▶ **What you will do**:
Output all of the records exactly, word for word.

▶ **Task inputs**:
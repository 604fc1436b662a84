use anyhow::{Context, Result};
use clap::{Parser, Subcommand};
use log::info;
use parcpk::compression::sllz::{self, SllzOptions, SllzVersion};
use parcpk::cpk::Cpk;
use parcpk::par::{NodeKind, ParArchive, ParReadOptions, ParWriteOptions};
use std::collections::HashMap;
use std::fs;
use std::path::PathBuf;

#[derive(Parser)]
#[command(author, version, about, long_about = None)]
struct Cli {
    /// Enable debug logging
    #[arg(short, long, global = true)]
    verbose: bool,

    #[command(subcommand)]
    command: Commands,
}

#[derive(Subcommand)]
enum Commands {
    /// CPK archive operations
    Cpk {
        #[command(subcommand)]
        command: CpkCommands,
    },
    /// PARC archive operations
    Par {
        #[command(subcommand)]
        command: ParCommands,
    },
    /// Raw SLLZ streams
    Sllz {
        #[command(subcommand)]
        command: SllzCommands,
    },
}

#[derive(Subcommand)]
enum CpkCommands {
    /// List all files in the CPK archive
    List {
        /// Input CPK file
        input: PathBuf,
    },
    /// Extract a specific file or all files
    Extract {
        /// Input CPK file
        input: PathBuf,
        /// File to extract (or "all" for all files)
        target: String,
        /// Output directory
        #[arg(short, long, default_value = ".")]
        output: PathBuf,
    },
    /// Replace a file in the CPK archive
    Replace {
        /// Input CPK file
        input: PathBuf,
        /// File to replace
        target: String,
        /// Replacement file
        replacement: PathBuf,
        /// Output CPK file (optional, defaults to modifying input)
        #[arg(short, long)]
        output: Option<PathBuf>,
    },
}

#[derive(Subcommand)]
enum ParCommands {
    /// List the folder tree of a PAR archive
    List {
        /// Input PAR file
        input: PathBuf,
        /// Expand nested .par files
        #[arg(short, long)]
        recursive: bool,
    },
    /// Extract every file of a PAR archive
    Extract {
        /// Input PAR file
        input: PathBuf,
        /// Output directory
        #[arg(short, long, default_value = ".")]
        output: PathBuf,
        /// Expand nested .par files into directories
        #[arg(short, long)]
        recursive: bool,
    },
    /// Build a PAR archive from a directory
    Create {
        /// Input directory
        input: PathBuf,
        /// Output PAR file
        output: PathBuf,
        /// SLLZ version for file payloads (0 disables compression)
        #[arg(short, long, default_value_t = 1)]
        compression: u8,
        /// Name the root folder "."
        #[arg(long)]
        include_dots: bool,
        /// Write zero timestamps
        #[arg(long)]
        reset_dates: bool,
        /// Compression threads (0 uses every core)
        #[arg(short = 'j', long, default_value_t = 0)]
        threads: usize,
    },
}

#[derive(Subcommand)]
enum SllzCommands {
    /// Compress a file into an SLLZ stream
    Compress {
        input: PathBuf,
        output: PathBuf,
        /// Compression version (1 or 2)
        #[arg(long, default_value_t = 1)]
        version: u8,
        /// Write a big-endian header
        #[arg(long)]
        big_endian: bool,
    },
    /// Decompress an SLLZ stream
    Decompress { input: PathBuf, output: PathBuf },
}

fn main() -> Result<()> {
    let cli = Cli::parse();

    let default_filter = if cli.verbose { "debug" } else { "info" };
    env_logger::Builder::from_env(env_logger::Env::default().default_filter_or(default_filter))
        .init();

    match cli.command {
        Commands::Cpk { command } => run_cpk(command),
        Commands::Par { command } => run_par(command),
        Commands::Sllz { command } => run_sllz(command),
    }
}

fn run_cpk(command: CpkCommands) -> Result<()> {
    match command {
        CpkCommands::List { input } => {
            let cpk = Cpk::open(&input)
                .with_context(|| format!("Failed to read {}", input.display()))?;

            for (_, entry) in cpk.files() {
                println!("{}", entry.full_path());
            }
        }

        CpkCommands::Extract {
            input,
            target,
            output,
        } => {
            let cpk = Cpk::open(&input)
                .with_context(|| format!("Failed to read {}", input.display()))?;

            if target.to_lowercase() == "all" {
                info!("Extracting all files...");
                cpk.extract_all(&input, &output)?;
            } else {
                info!("Extracting: {}", target);
                cpk.extract_file(&input, &target, &output)?;
            }
        }

        CpkCommands::Replace {
            input,
            target,
            replacement,
            output,
        } => {
            let mut cpk = Cpk::open(&input)
                .with_context(|| format!("Failed to read {}", input.display()))?;

            let index = cpk
                .find_file(&target)
                .with_context(|| format!("{} is not in {}", target, input.display()))?;
            let name = cpk.file_table[index].full_path();
            let data = fs::read(&replacement)
                .with_context(|| format!("Failed to read {}", replacement.display()))?;

            let output_path = output.unwrap_or_else(|| input.clone());
            info!(
                "Replacing {} with {} in {}",
                name,
                replacement.display(),
                output_path.display()
            );

            let replacements = HashMap::from([(name, data)]);
            cpk.repack_file(&input, &output_path, &replacements)?;
        }
    }

    Ok(())
}

fn run_par(command: ParCommands) -> Result<()> {
    match command {
        ParCommands::List { input, recursive } => {
            let archive = ParArchive::open(&input, &ParReadOptions { recursive })
                .with_context(|| format!("Failed to read {}", input.display()))?;

            for (path, id) in archive.files() {
                match &archive.node(id).kind {
                    NodeKind::File(file) if file.is_compressed => println!(
                        "{} ({} -> {} bytes)",
                        path,
                        file.data.len(),
                        file.decompressed_size
                    ),
                    NodeKind::File(file) => println!("{} ({} bytes)", path, file.data.len()),
                    _ => println!("{}", path),
                }
            }
        }

        ParCommands::Extract {
            input,
            output,
            recursive,
        } => {
            let archive = ParArchive::open(&input, &ParReadOptions { recursive })
                .with_context(|| format!("Failed to read {}", input.display()))?;
            archive.extract_to(&output)?;
        }

        ParCommands::Create {
            input,
            output,
            compression,
            include_dots,
            reset_dates,
            threads,
        } => {
            let mut archive = ParArchive::from_directory(&input)
                .with_context(|| format!("Failed to scan {}", input.display()))?;
            archive.sort_children();

            let options = ParWriteOptions {
                compressor_version: compression,
                include_dots,
                reset_file_dates: reset_dates,
                threads,
            };
            info!("Writing {}", output.display());
            archive.save(&output, &options)?;
        }
    }

    Ok(())
}

fn run_sllz(command: SllzCommands) -> Result<()> {
    match command {
        SllzCommands::Compress {
            input,
            output,
            version,
            big_endian,
        } => {
            let data = fs::read(&input)
                .with_context(|| format!("Failed to read {}", input.display()))?;
            let options = SllzOptions {
                version: SllzVersion::try_from(version)?,
                endianness: u8::from(big_endian),
            };
            let compressed = sllz::compress(&data, options)?;
            info!("{} -> {} bytes", data.len(), compressed.len());
            fs::write(&output, compressed)?;
        }

        SllzCommands::Decompress { input, output } => {
            let data = fs::read(&input)
                .with_context(|| format!("Failed to read {}", input.display()))?;
            let decompressed = sllz::decompress(&data)?;
            info!("{} -> {} bytes", data.len(), decompressed.len());
            fs::write(&output, decompressed)?;
        }
    }

    Ok(())
}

▶ **Exercise answer**:
repository 604fc1436b662a84
use anyhow::{Context, Result};
use clap::{Parser, Subcommand};
use log::info;
use parcpk::compression::sllz::{self, SllzOptions, SllzVersion};
use parcpk::cpk::Cpk;
use parcpk::par::{NodeKind, ParArchive, ParReadOptions, ParWriteOptions};
use std::collections::HashMap;
use std::fs;
use std::path::PathBuf;

#[derive(Parser)]
#[command(author, version, about, long_about = None)]
struct Cli {
    /// Enable debug logging
    #[arg(short, long, global = true)]
    verbose: bool,

    #[command(subcommand)]
    command: Commands,
}

#[derive(Subcommand)]
enum Commands {
    /// CPK archive operations
    Cpk {
        #[command(subcommand)]
        command: CpkCommands,
    },
    /// PARC archive operations
    Par {
        #[command(subcommand)]
        command: ParCommands,
    },
    /// Raw SLLZ streams
    Sllz {
        #[command(subcommand)]
        command: SllzCommands,
    },
}

#[derive(Subcommand)]
enum CpkCommands {
    /// List all files in the CPK archive
    List {
        /// Input CPK file
        input: PathBuf,
    },
    /// Extract a specific file or all files
    Extract {
        /// Input CPK file
        input: PathBuf,
        /// File to extract (or "all" for all files)
        target: String,
        /// Output directory
        #[arg(short, long, default_value = ".")]
        output: PathBuf,
    },
    /// Replace a file in the CPK archive
    Replace {
        /// Input CPK file
        input: PathBuf,
        /// File to replace
        target: String,
        /// Replacement file
        replacement: PathBuf,
        /// Output CPK file (optional, defaults to modifying input)
        #[arg(short, long)]
        output: Option<PathBuf>,
    },
}

#[derive(Subcommand)]
enum ParCommands {
    /// List the folder tree of a PAR archive
    List {
        /// Input PAR file
        input: PathBuf,
        /// Expand nested .par files
        #[arg(short, long)]
        recursive: bool,
    },
    /// Extract every file of a PAR archive
    Extract {
        /// Input PAR file
        input: PathBuf,
        /// Output directory
        #[arg(short, long, default_value = ".")]
        output: PathBuf,
        /// Expand nested .par files into directories
        #[arg(short, long)]
        recursive: bool,
    },
    /// Build a PAR archive from a directory
    Create {
        /// Input directory
        input: PathBuf,
        /// Output PAR file
        output: PathBuf,
        /// SLLZ version for file payloads (0 disables compression)
        #[arg(short, long, default_value_t = 1)]
        compression: u8,
        /// Name the root folder "."
        #[arg(long)]
        include_dots: bool,
        /// Write zero timestamps
        #[arg(long)]
        reset_dates: bool,
        /// Compression threads (0 uses every core)
        #[arg(short = 'j', long, default_value_t = 0)]
        threads: usize,
    },
}

#[derive(Subcommand)]
enum SllzCommands {
    /// Compress a file into an SLLZ stream
    Compress {
        input: PathBuf,
        output: PathBuf,
        /// Compression version (1 or 2)
        #[arg(long, default_value_t = 1)]
        version: u8,
        /// Write a big-endian header
        #[arg(long)]
        big_endian: bool,
    },
    /// Decompress an SLLZ stream
    Decompress { input: PathBuf, output: PathBuf },
}

fn main() -> Result<()> {
    let cli = Cli::parse();

    let default_filter = if cli.verbose { "debug" } else { "info" };
    env_logger::Builder::from_env(env_logger::Env::default().default_filter_or(default_filter))
        .init();

    match cli.command {
        Commands::Cpk { command } => run_cpk(command),
        Commands::Par { command } => run_par(command),
        Commands::Sllz { command } => run_sllz(command),
    }
}

fn run_cpk(command: CpkCommands) -> Result<()> {
    match command {
        CpkCommands::List { input } => {
            let cpk = Cpk::open(&input)
                .with_context(|| format!("Failed to read {}", input.display()))?;

            for (_, entry) in cpk.files() {
                println!("{}", entry.full_path());
            }
        }

        CpkCommands::Extract {
            input,
            target,
            output,
        } => {
            let cpk = Cpk::open(&input)
                .with_context(|| format!("Failed to read {}", input.display()))?;

            if target.to_lowercase() == "all" {
                info!("Extracting all files...");
                cpk.extract_all(&input, &output)?;
            } else {
                info!("Extracting: {}", target);
                cpk.extract_file(&input, &target, &output)?;
            }
        }

        CpkCommands::Replace {
            input,
            target,
            replacement,
            output,
        } => {
            let mut cpk = Cpk::open(&input)
                .with_context(|| format!("Failed to read {}", input.display()))?;

            let index = cpk
                .find_file(&target)
                .with_context(|| format!("{} is not in {}", target, input.display()))?;
            let name = cpk.file_table[index].full_path();
            let data = fs::read(&replacement)
                .with_context(|| format!("Failed to read {}", replacement.display()))?;

            let output_path = output.unwrap_or_else(|| input.clone());
            info!(
                "Replacing {} with {} in {}",
                name,
                replacement.display(),
                output_path.display()
            );

            let replacements = HashMap::from([(name, data)]);
            cpk.repack_file(&input, &output_path, &replacements)?;
        }
    }

    Ok(())
}

fn run_par(command: ParCommands) -> Result<()> {
    match command {
        ParCommands::List { input, recursive } => {
            let archive = ParArchive::open(&input, &ParReadOptions { recursive })
                .with_context(|| format!("Failed to read {}", input.display()))?;

            for (path, id) in archive.files() {
                match &archive.node(id).kind {
                    NodeKind::File(file) if file.is_compressed => println!(
                        "{} ({} -> {} bytes)",
                        path,
                        file.data.len(),
                        file.decompressed_size
                    ),
                    NodeKind::File(file) => println!("{} ({} bytes)", path, file.data.len()),
                    _ => println!("{}", path),
                }
            }
        }

        ParCommands::Extract {
            input,
            output,
            recursive,
        } => {
            let archive = ParArchive::open(&input, &ParReadOptions { recursive })
                .with_context(|| format!("Failed to read {}", input.display()))?;
            archive.extract_to(&output)?;
        }

        ParCommands::Create {
            input,
            output,
            compression,
            include_dots,
            reset_dates,
            threads,
        } => {
            let mut archive = ParArchive::from_directory(&input)
                .with_context(|| format!("Failed to scan {}", input.display()))?;
            archive.sort_children();

            let options = ParWriteOptions {
                compressor_version: compression,
                include_dots,
                reset_file_dates: reset_dates,
                threads,
            };
            info!("Writing {}", output.display());
            archive.save(&output, &options)?;
        }
    }

    Ok(())
}

fn run_sllz(command: SllzCommands) -> Result<()> {
    match command {
        SllzCommands::Compress {
            input,
            output,
            version,
            big_endian,
        } => {
            let data = fs::read(&input)
                .with_context(|| format!("Failed to read {}", input.display()))?;
            let options = SllzOptions {
                version: SllzVersion::try_from(version)?,
                endianness: u8::from(big_endian),
            };
            let compressed = sllz::compress(&data, options)?;
            info!("{} -> {} bytes", data.len(), compressed.len());
            fs::write(&output, compressed)?;
        }

        SllzCommands::Decompress { input, output } => {
            let data = fs::read(&input)
                .with_context(|| format!("Failed to read {}", input.display()))?;
            let decompressed = sllz::decompress(&data)?;
            info!("{} -> {} bytes", data.len(), decompressed.len());
            fs::write(&output, decompressed)?;
        }
    }

    Ok(())
}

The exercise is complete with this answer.